=== Exercise details ===
Exactly as given, reproduce the records in full.

[Entries taken from a collection]
--
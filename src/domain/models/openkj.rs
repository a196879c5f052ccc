// Copyright (c) 2025 Kirky.X
//
// Licensed under the MIT License
// See LICENSE file in the project root for full license information.

use serde_json::{Map, Value};
use std::fmt;
use std::str::FromStr;

use super::loose_id::LooseId;

/// OpenKJ 客户端支持的命令
#[derive(Debug, Clone, Copy, PartialEq, Eq, Hash)]
pub enum OpenKjCommand {
    GetSerial,
    GetRequests,
    DeleteRequest,
    SetAccepting,
    GetVenues,
    ClearRequests,
    AddSongs,
    ClearDatabase,
    GetAlert,
    GetEntitledSystemCount,
    ConnectionTest,
}

impl OpenKjCommand {
    pub fn as_str(&self) -> &'static str {
        match self {
            OpenKjCommand::GetSerial => "getSerial",
            OpenKjCommand::GetRequests => "getRequests",
            OpenKjCommand::DeleteRequest => "deleteRequest",
            OpenKjCommand::SetAccepting => "setAccepting",
            OpenKjCommand::GetVenues => "getVenues",
            OpenKjCommand::ClearRequests => "clearRequests",
            OpenKjCommand::AddSongs => "addSongs",
            OpenKjCommand::ClearDatabase => "clearDatabase",
            OpenKjCommand::GetAlert => "getAlert",
            OpenKjCommand::GetEntitledSystemCount => "getEntitledSystemCount",
            OpenKjCommand::ConnectionTest => "connectionTest",
        }
    }

    /// 命令是否作用于单个场馆，需要 `venue_id`
    pub fn requires_venue(&self) -> bool {
        matches!(
            self,
            OpenKjCommand::GetRequests
                | OpenKjCommand::DeleteRequest
                | OpenKjCommand::SetAccepting
                | OpenKjCommand::ClearRequests
        )
    }
}

impl fmt::Display for OpenKjCommand {
    fn fmt(&self, f: &mut fmt::Formatter<'_>) -> fmt::Result {
        f.write_str(self.as_str())
    }
}

#[derive(Debug, Clone, PartialEq, Eq)]
pub struct UnknownCommand(pub String);

impl FromStr for OpenKjCommand {
    type Err = UnknownCommand;

    fn from_str(s: &str) -> Result<Self, Self::Err> {
        match s {
            "getSerial" => Ok(OpenKjCommand::GetSerial),
            "getRequests" => Ok(OpenKjCommand::GetRequests),
            "deleteRequest" => Ok(OpenKjCommand::DeleteRequest),
            "setAccepting" => Ok(OpenKjCommand::SetAccepting),
            "getVenues" => Ok(OpenKjCommand::GetVenues),
            "clearRequests" => Ok(OpenKjCommand::ClearRequests),
            "addSongs" => Ok(OpenKjCommand::AddSongs),
            "clearDatabase" => Ok(OpenKjCommand::ClearDatabase),
            "getAlert" => Ok(OpenKjCommand::GetAlert),
            "getEntitledSystemCount" => Ok(OpenKjCommand::GetEntitledSystemCount),
            "connectionTest" => Ok(OpenKjCommand::ConnectionTest),
            other => Err(UnknownCommand(other.to_string())),
        }
    }
}

/// OpenKJ 请求体
///
/// 客户端通常发送 JSON 对象；表单编码作为后备，无法解析时视为空请求体
#[derive(Debug, Clone, Default, PartialEq)]
pub struct OpenKjPayload {
    fields: Map<String, Value>,
}

impl OpenKjPayload {
    pub fn from_body(body: &[u8]) -> Self {
        if let Ok(Value::Object(fields)) = serde_json::from_slice::<Value>(body) {
            return Self { fields };
        }

        match serde_urlencoded::from_bytes::<Vec<(String, String)>>(body) {
            Ok(pairs) => Self {
                fields: pairs
                    .into_iter()
                    .map(|(k, v)| (k, Value::String(v)))
                    .collect(),
            },
            Err(_) => Self::default(),
        }
    }

    pub fn from_value(value: Value) -> Self {
        match value {
            Value::Object(fields) => Self { fields },
            _ => Self::default(),
        }
    }

    /// 原样回显给客户端的 `command` 字段
    pub fn raw_command(&self) -> Value {
        self.fields.get("command").cloned().unwrap_or(Value::Null)
    }

    /// 命令名，缺失、null 或空字符串时返回 `None`
    pub fn command_name(&self) -> Option<String> {
        match self.fields.get("command") {
            None | Some(Value::Null) => None,
            Some(Value::String(s)) if s.is_empty() => None,
            Some(Value::String(s)) => Some(s.clone()),
            Some(other) => Some(other.to_string()),
        }
    }

    pub fn command(&self) -> Option<OpenKjCommand> {
        self.command_name().and_then(|name| name.parse().ok())
    }

    pub fn api_key(&self) -> Option<&str> {
        match self.fields.get("api_key") {
            Some(Value::String(s)) if !s.is_empty() => Some(s.as_str()),
            _ => None,
        }
    }

    pub fn venue_id(&self) -> LooseId {
        LooseId::from_value(self.fields.get("venue_id"))
    }

    pub fn request_id(&self) -> LooseId {
        LooseId::from_value(self.fields.get("request_id"))
    }

    /// `accepting` 字段的布尔值
    ///
    /// 接受 `true`/`false`、整数 1/0 以及字符串 `"1"`/`"0"`/`"true"`/`"false"`（不区分大小写）
    pub fn accepting(&self) -> Option<bool> {
        match self.fields.get("accepting")? {
            Value::Bool(b) => Some(*b),
            Value::Number(n) => match n.as_i64() {
                Some(1) => Some(true),
                Some(0) => Some(false),
                _ => None,
            },
            Value::String(s) => match s.trim().to_ascii_lowercase().as_str() {
                "1" | "true" => Some(true),
                "0" | "false" => Some(false),
                _ => None,
            },
            _ => None,
        }
    }

    /// `songs` 数组，不是数组时返回 `None`
    pub fn songs(&self) -> Option<&Vec<Value>> {
        self.fields.get("songs").and_then(Value::as_array)
    }

    pub fn system_id(&self) -> Option<&Value> {
        self.fields.get("system_id")
    }
}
--
=== Exercise output ===
filename src/domain/models/openkj.rs
repository a196879c5f052ccc
// Copyright (c) 2025 Kirky.X
//
// Licensed under the MIT License
// See LICENSE file in the project root for full license information.

use serde_json::{Map, Value};
use std::fmt;
use std::str::FromStr;

use super::loose_id::LooseId;

/// OpenKJ 客户端支持的命令
#[derive(Debug, Clone, Copy, PartialEq, Eq, Hash)]
pub enum OpenKjCommand {
    GetSerial,
    GetRequests,
    DeleteRequest,
    SetAccepting,
    GetVenues,
    ClearRequests,
    AddSongs,
    ClearDatabase,
    GetAlert,
    GetEntitledSystemCount,
    ConnectionTest,
}

impl OpenKjCommand {
    pub fn as_str(&self) -> &'static str {
        match self {
            OpenKjCommand::GetSerial => "getSerial",
            OpenKjCommand::GetRequests => "getRequests",
            OpenKjCommand::DeleteRequest => "deleteRequest",
            OpenKjCommand::SetAccepting => "setAccepting",
            OpenKjCommand::GetVenues => "getVenues",
            OpenKjCommand::ClearRequests => "clearRequests",
            OpenKjCommand::AddSongs => "addSongs",
            OpenKjCommand::ClearDatabase => "clearDatabase",
            OpenKjCommand::GetAlert => "getAlert",
            OpenKjCommand::GetEntitledSystemCount => "getEntitledSystemCount",
            OpenKjCommand::ConnectionTest => "connectionTest",
        }
    }

    /// 命令是否作用于单个场馆，需要 `venue_id`
    pub fn requires_venue(&self) -> bool {
        matches!(
            self,
            OpenKjCommand::GetRequests
                | OpenKjCommand::DeleteRequest
                | OpenKjCommand::SetAccepting
                | OpenKjCommand::ClearRequests
        )
    }
}

impl fmt::Display for OpenKjCommand {
    fn fmt(&self, f: &mut fmt::Formatter<'_>) -> fmt::Result {
        f.write_str(self.as_str())
    }
}

#[derive(Debug, Clone, PartialEq, Eq)]
pub struct UnknownCommand(pub String);

impl FromStr for OpenKjCommand {
    type Err = UnknownCommand;

    fn from_str(s: &str) -> Result<Self, Self::Err> {
        match s {
            "getSerial" => Ok(OpenKjCommand::GetSerial),
            "getRequests" => Ok(OpenKjCommand::GetRequests),
            "deleteRequest" => Ok(OpenKjCommand::DeleteRequest),
            "setAccepting" => Ok(OpenKjCommand::SetAccepting),
            "getVenues" => Ok(OpenKjCommand::GetVenues),
            "clearRequests" => Ok(OpenKjCommand::ClearRequests),
            "addSongs" => Ok(OpenKjCommand::AddSongs),
            "clearDatabase" => Ok(OpenKjCommand::ClearDatabase),
            "getAlert" => Ok(OpenKjCommand::GetAlert),
            "getEntitledSystemCount" => Ok(OpenKjCommand::GetEntitledSystemCount),
            "connectionTest" => Ok(OpenKjCommand::ConnectionTest),
            other => Err(UnknownCommand(other.to_string())),
        }
    }
}

/// OpenKJ 请求体
///
/// 客户端通常发送 JSON 对象；表单编码作为后备，无法解析时视为空请求体
#[derive(Debug, Clone, Default, PartialEq)]
pub struct OpenKjPayload {
    fields: Map<String, Value>,
}

impl OpenKjPayload {
    pub fn from_body(body: &[u8]) -> Self {
        if let Ok(Value::Object(fields)) = serde_json::from_slice::<Value>(body) {
            return Self { fields };
        }

        match serde_urlencoded::from_bytes::<Vec<(String, String)>>(body) {
            Ok(pairs) => Self {
                fields: pairs
                    .into_iter()
                    .map(|(k, v)| (k, Value::String(v)))
                    .collect(),
            },
            Err(_) => Self::default(),
        }
    }

    pub fn from_value(value: Value) -> Self {
        match value {
            Value::Object(fields) => Self { fields },
            _ => Self::default(),
        }
    }

    /// 原样回显给客户端的 `command` 字段
    pub fn raw_command(&self) -> Value {
        self.fields.get("command").cloned().unwrap_or(Value::Null)
    }

    /// 命令名，缺失、null 或空字符串时返回 `None`
    pub fn command_name(&self) -> Option<String> {
        match self.fields.get("command") {
            None | Some(Value::Null) => None,
            Some(Value::String(s)) if s.is_empty() => None,
            Some(Value::String(s)) => Some(s.clone()),
            Some(other) => Some(other.to_string()),
        }
    }

    pub fn command(&self) -> Option<OpenKjCommand> {
        self.command_name().and_then(|name| name.parse().ok())
    }

    pub fn api_key(&self) -> Option<&str> {
        match self.fields.get("api_key") {
            Some(Value::String(s)) if !s.is_empty() => Some(s.as_str()),
            _ => None,
        }
    }

    pub fn venue_id(&self) -> LooseId {
        LooseId::from_value(self.fields.get("venue_id"))
    }

    pub fn request_id(&self) -> LooseId {
        LooseId::from_value(self.fields.get("request_id"))
    }

    /// `accepting` 字段的布尔值
    ///
    /// 接受 `true`/`false`、整数 1/0 以及字符串 `"1"`/`"0"`/`"true"`/`"false"`（不区分大小写）
    pub fn accepting(&self) -> Option<bool> {
        match self.fields.get("accepting")? {
            Value::Bool(b) => Some(*b),
            Value::Number(n) => match n.as_i64() {
                Some(1) => Some(true),
                Some(0) => Some(false),
                _ => None,
            },
            Value::String(s) => match s.trim().to_ascii_lowercase().as_str() {
                "1" | "true" => Some(true),
                "0" | "false" => Some(false),
                _ => None,
            },
            _ => None,
        }
    }

    /// `songs` 数组，不是数组时返回 `None`
    pub fn songs(&self) -> Option<&Vec<Value>> {
        self.fields.get("songs").and_then(Value::as_array)
    }

    pub fn system_id(&self) -> Option<&Value> {
        self.fields.get("system_id")
    }
}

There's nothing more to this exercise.